Der Kleine sitzt seither wieder in Altiplano. Sollte er nicht erneut flüchten, erwartet ihn eine langjährige Gefängnisstrafe. Sein Kartell gilt als das einflussreichste Mexikos, es kontrolliert mindestens 17 von 32 mexikanische Bundesstaaten und arbeitet mit Organisationen in 50 Staaten weltweit zusammen. Mit rivalisierenden Kartellen liefern sich Guzmáns Söldner blutige Kämpfe um die Kontrolle der Schmuggelrouten.

Nach Angaben des US-Finanzministeriums liefert das Kartell monatlich zwei Tonen Kokain und zehn Tonnen Marihuana in 1.000 Städte in den USA. Wird El Chapo tatsächlich den US-Behörden übergeben, würden ihn Verfahren wegen organisierter Kriminalität, Drogenhandels, Geldwäsche und Mord in mehreren Bundesstaaten erwarten.

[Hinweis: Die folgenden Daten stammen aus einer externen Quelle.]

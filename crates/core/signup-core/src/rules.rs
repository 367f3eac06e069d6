//! Local validation rules for each signup field.
//!
//! Every check here is a pure function of the draft; nothing touches the
//! network. The required check runs first, then the field's own rules in
//! order, and the first failure is reported.

use crate::draft::{SignupDraft, SignupField};
use crate::error::ValidationError;
use bon::Builder;
use once_cell::sync::Lazy;
use regex::Regex;
use serde::{Deserialize, Serialize};

static ALPHANUMERIC: Lazy<Regex> =
    Lazy::new(|| Regex::new(r"^[A-Za-z0-9]+$").expect("alphanumeric pattern is valid"));

static EMAIL: Lazy<Regex> = Lazy::new(|| {
    Regex::new(r"^[a-zA-Z0-9._%+-]+@[a-zA-Z0-9.-]+\.[a-zA-Z]{2,}$")
        .expect("email pattern is valid")
});

/// Characters a password may contain besides the mandatory letter and digit.
#[derive(Debug, Clone, Copy, PartialEq, Eq, Default, Serialize, Deserialize)]
#[serde(rename_all = "snake_case")]
pub enum PasswordCharset {
    /// Any character is accepted.
    #[default]
    AllowSymbols,
    /// Only ASCII letters and digits.
    AlphanumericOnly,
}

#[derive(Debug, Clone, Builder)]
pub struct ValidationRules {
    /// Substrings an id may not contain, compared case-insensitively.
    #[builder(default = default_forbidden_words())]
    pub forbidden_words: Vec<String>,

    #[builder(default = 6)]
    pub id_min_len: usize,

    #[builder(default = 12)]
    pub id_max_len: usize,

    #[builder(default = 8)]
    pub password_min_len: usize,

    #[builder(default)]
    pub password_charset: PasswordCharset,
}

fn default_forbidden_words() -> Vec<String> {
    vec!["admin".to_string(), "fuck".to_string()]
}

impl Default for ValidationRules {
    fn default() -> Self {
        Self {
            forbidden_words: default_forbidden_words(),
            id_min_len: 6,
            id_max_len: 12,
            password_min_len: 8,
            password_charset: PasswordCharset::default(),
        }
    }
}

fn has_letter_and_digit(value: &str) -> bool {
    value.chars().any(|c| c.is_ascii_alphabetic()) && value.chars().any(|c| c.is_ascii_digit())
}

fn required(field: SignupField, value: &str) -> Result<(), ValidationError> {
    if value.is_empty() {
        Err(ValidationError::Required(field))
    } else {
        Ok(())
    }
}

impl ValidationRules {
    pub fn validate_id(&self, value: &str) -> Result<(), ValidationError> {
        required(SignupField::Id, value)?;

        // Charset is ASCII once the pattern matches, so byte length is char length.
        let well_formed = ALPHANUMERIC.is_match(value)
            && (self.id_min_len..=self.id_max_len).contains(&value.len())
            && has_letter_and_digit(value);
        if !well_formed {
            return Err(ValidationError::IdFormat {
                min: self.id_min_len,
                max: self.id_max_len,
            });
        }

        let lowered = value.to_lowercase();
        if self
            .forbidden_words
            .iter()
            .any(|word| !word.is_empty() && lowered.contains(&word.to_lowercase()))
        {
            return Err(ValidationError::IdForbiddenWord);
        }

        Ok(())
    }

    pub fn validate_email(&self, value: &str) -> Result<(), ValidationError> {
        required(SignupField::Email, value)?;
        if !EMAIL.is_match(value) {
            return Err(ValidationError::EmailFormat);
        }
        Ok(())
    }

    pub fn validate_email_confirm(&self, value: &str) -> Result<(), ValidationError> {
        required(SignupField::EmailConfirm, value)
    }

    pub fn validate_password(&self, value: &str) -> Result<(), ValidationError> {
        required(SignupField::Password, value)?;

        let charset_ok = match self.password_charset {
            PasswordCharset::AllowSymbols => true,
            PasswordCharset::AlphanumericOnly => ALPHANUMERIC.is_match(value),
        };
        if !charset_ok
            || value.chars().count() < self.password_min_len
            || !has_letter_and_digit(value)
        {
            return Err(ValidationError::PasswordFormat {
                min: self.password_min_len,
            });
        }
        Ok(())
    }

    pub fn validate_password_confirm(
        &self,
        value: &str,
        password: &str,
    ) -> Result<(), ValidationError> {
        required(SignupField::PasswordConfirm, value)?;
        if value != password {
            return Err(ValidationError::PasswordMismatch);
        }
        Ok(())
    }

    pub fn validate_agree(&self, agree: bool) -> Result<(), ValidationError> {
        if agree {
            Ok(())
        } else {
            Err(ValidationError::Required(SignupField::Agree))
        }
    }

    /// Validates `field` against the current contents of `draft`.
    pub fn validate_field(
        &self,
        field: SignupField,
        draft: &SignupDraft,
    ) -> Result<(), ValidationError> {
        match field {
            SignupField::Id => self.validate_id(&draft.id),
            SignupField::Email => self.validate_email(&draft.email),
            SignupField::EmailConfirm => self.validate_email_confirm(&draft.email_confirm),
            SignupField::Password => self.validate_password(&draft.password),
            SignupField::PasswordConfirm => {
                self.validate_password_confirm(&draft.password_confirm, &draft.password)
            }
            SignupField::Agree => self.validate_agree(draft.agree),
        }
    }
}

Sagt „El Chapo“ aus, könnte das auch für US-Drogenfahnder Konsequenzen haben

Bereits zweimal hat die US-Regierung die Auslieferung beantragt, zuletzt kurz vor seiner Flucht im Juli. Der damalige Generalstaatsanwalt Jesus Murillo Karam lehnte ab. Guzmán könne nicht noch einmal entkommen, versicherte er. Doch das glaubt nun niemand mehr, viele fordern seine Übergabe an US-Behörden.

Der springende Punkt sei, erklärt Kriminalitätsexperte Edgardo Buscaglia, wie die Verhandlungen zwischen den USA und Mexiko verliefen. Die Informationen, die Guzmán preisgeben könnte, zwängen den mexikanischen Präsidenten Enrique Peña Nieto, gegen korrupte Politiker auf der föderalen bis lokalen Ebene vorzugehen. Deshalb befürchtet Buscaglia, dass sich die politische Klasse gegen eine Auslieferung stellen werde: „Peña Nieto hat nicht das Geringste dafür getan, das darauf hinweist, dass er korrupte Regierungsvertreter ins Gefängnis bringen will.“

Sollte der Kartellchef tatsächlich aussagen, könnte das auch für die US-Drogenfahnder Konsequenzen haben. Nach Informationen der mexikanischen Tageszeitung El Universal sollen sie mit dem Sinaloa-Kartell kooperiert haben, um andere kriminelle Organisationen zu bekämpfen.